An agent that synthesizes the correlated lot risk, available inventory, impacted customer list, and regulatory reporting requirements into a decision brief for the recall committee. Upon approval, it automates the generation of customer notifications and coordinates with logistics systems to initiate quarantine holds at distribution centers, preventing further distribution of at-risk product.

Critical oversight layers designed for a regulated environment. This includes configurable confidence thresholds for auto-correlation, mandatory medical and quality review of all high-risk lot matches before action, and a centralized dashboard for exception handling. All agent decisions, data sources, and user overrides are logged to an immutable audit trail for regulatory inspection.

A practical deployment approach starting with a pilot on a single product line and high-volume lot. Phase 1 focuses on read-only correlation and alerting. Phase 2 integrates with the QMS for investigation creation. Phase 3 enables closed-loop notification and hold actions. This mitigates risk, allows for process refinement, and demonstrates ROI through reduced investigation cycle times and contained lot exposure before full-scale rollout.

This workflow directly converts safety signal detection into precise supply chain action. By automatically correlating adverse event clusters with specific manufacturing lots, you can initiate investigations or recalls in days, not weeks. This reduces patient exposure, limits regulatory fines, and contains the financial impact of a broad recall by isolating the problem to specific batches. The operational upside is measured in reduced liability, lower recall costs, and preserved brand integrity.

The heart of the workflow is a correlation agent that ingests enriched safety cases (with normalized drug names, event dates, and geographies) and queries the ERP/SCM system (e.g., SAP ECC, S/4HANA) via APIs or middleware. It matches product identifiers and shipment timelines to identify suspect lots distributed in the relevant region and timeframe. This requires a robust data model to handle partial data, probabilistic matching logic, and confidence scoring to route high-probability matches for review.
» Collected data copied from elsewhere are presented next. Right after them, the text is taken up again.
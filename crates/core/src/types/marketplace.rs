//! Sales channels the back office manages listings on.

use rust_decimal::Decimal;
use serde::{Deserialize, Serialize};

/// A marketplace a listing is published to.
#[derive(Debug, Clone, Copy, PartialEq, Eq, Hash, Serialize, Deserialize)]
#[cfg_attr(feature = "postgres", derive(sqlx::Type))]
#[cfg_attr(
    feature = "postgres",
    sqlx(type_name = "marketplace", rename_all = "snake_case")
)]
#[serde(rename_all = "snake_case")]
pub enum Marketplace {
    Ebay,
    Joom,
}

impl Marketplace {
    /// Stable lowercase identifier, matching the database enum labels.
    #[must_use]
    pub const fn as_str(self) -> &'static str {
        match self {
            Self::Ebay => "ebay",
            Self::Joom => "joom",
        }
    }

    /// Default final-value fee rate charged by the marketplace, as a
    /// fraction of the sale price. Listings can override this per item.
    #[must_use]
    pub fn default_fee_rate(self) -> Decimal {
        match self {
            // 13.25% standard final value fee
            Self::Ebay => Decimal::new(1325, 4),
            // 15% commission tier
            Self::Joom => Decimal::new(1500, 4),
        }
    }
}

impl std::fmt::Display for Marketplace {
    fn fmt(&self, f: &mut std::fmt::Formatter<'_>) -> std::fmt::Result {
        f.write_str(self.as_str())
    }
}

/// Error returned when parsing an unknown marketplace name.
#[derive(Debug, Clone, PartialEq, Eq, thiserror::Error)]
#[error("unknown marketplace: {0}")]
pub struct MarketplaceParseError(pub String);

impl std::str::FromStr for Marketplace {
    type Err = MarketplaceParseError;

    fn from_str(s: &str) -> Result<Self, Self::Err> {
        match s {
            "ebay" => Ok(Self::Ebay),
            "joom" => Ok(Self::Joom),
            other => Err(MarketplaceParseError(other.to_string())),
        }
    }
}

#[cfg(test)]
#[allow(clippy::unwrap_used)]
mod tests {
    use super::*;

    #[test]
    fn round_trips_through_str() {
        for mp in [Marketplace::Ebay, Marketplace::Joom] {
            assert_eq!(mp.as_str().parse::<Marketplace>().unwrap(), mp);
        }
    }

    #[test]
    fn fee_rates_are_fractions() {
        assert!(Marketplace::Ebay.default_fee_rate() < Decimal::ONE);
        assert!(Marketplace::Joom.default_fee_rate() > Decimal::ZERO);
    }
}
Seamless integration between the safety database (e.g., Oracle Argus, Veeva Safety) and the supply chain system is non-negotiable. The build must handle real-time or batch queries to SAP tables (e.g., LIPS for delivery items, MCHB for batch stock) to retrieve lot numbers, distribution centers, and shipment dates. This often requires a middleware layer (e.g., MuleSoft, Boomi) or direct RFC/BAPI calls to ensure data freshness and auditability, with strict governance around read-only access to production systems.

Automation does not mean autonomous recalls. The workflow must include configurable approval gates. When the correlation engine identifies a high-confidence match, it should automatically create an investigation ticket in a QMS (e.g., TrackWise, Veeva QMS) or trigger a predefined alert to the Quality and Supply Chain teams. A human-in-the-loop review by qualified personnel is required to approve any lot hold or recall initiation, with the AI providing all supporting evidence and confidence metrics for the decision.
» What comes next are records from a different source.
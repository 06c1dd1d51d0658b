//! CLI command implementations.

pub mod migrate;
pub mod seed;
pub mod session;

use secrecy::SecretString;

/// Database URL from the environment, preferring `RAKUDA_DATABASE_URL`
/// and falling back to the generic `DATABASE_URL` (set by Fly.io
/// postgres attach). Same rule the API uses.
pub(crate) fn database_url() -> Option<SecretString> {
    std::env::var("RAKUDA_DATABASE_URL")
        .or_else(|_| std::env::var("DATABASE_URL"))
        .ok()
        .map(SecretString::from)
}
Roll out begins with a controlled pilot on a single high-volume product with well-structured lot data in SAP. Phase 1 focuses on building the correlation logic and a one-way integration (PV → ERP query). Phase 2 adds automated ticket creation in the QMS. Phase 3 expands to full product portfolios and integrates feedback loops to retrain matching models based on investigator findings. This iterative approach de-risks the implementation and demonstrates ROI before scaling.
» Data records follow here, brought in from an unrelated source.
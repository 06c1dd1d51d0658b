//! Request middleware: authentication and body validation.
//!
//! Both pieces are axum extractors rather than tower layers, so each
//! handler states exactly what it requires in its signature.

pub mod auth;
pub mod validation;

pub use auth::{RequireSession, token_hash};
pub use validation::ValidatedJson;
Every automated action must be logged with full traceability. The system needs a dashboard showing correlation attempts, match confidence scores, triggered investigations, and their status. An immutable audit trail must record the source safety case, the ERP query parameters, the results returned, and the subsequent human decisions. This is critical for regulatory inspections (FDA, EMA) to demonstrate controlled, evidence-driven automation in a GxP-adjacent process.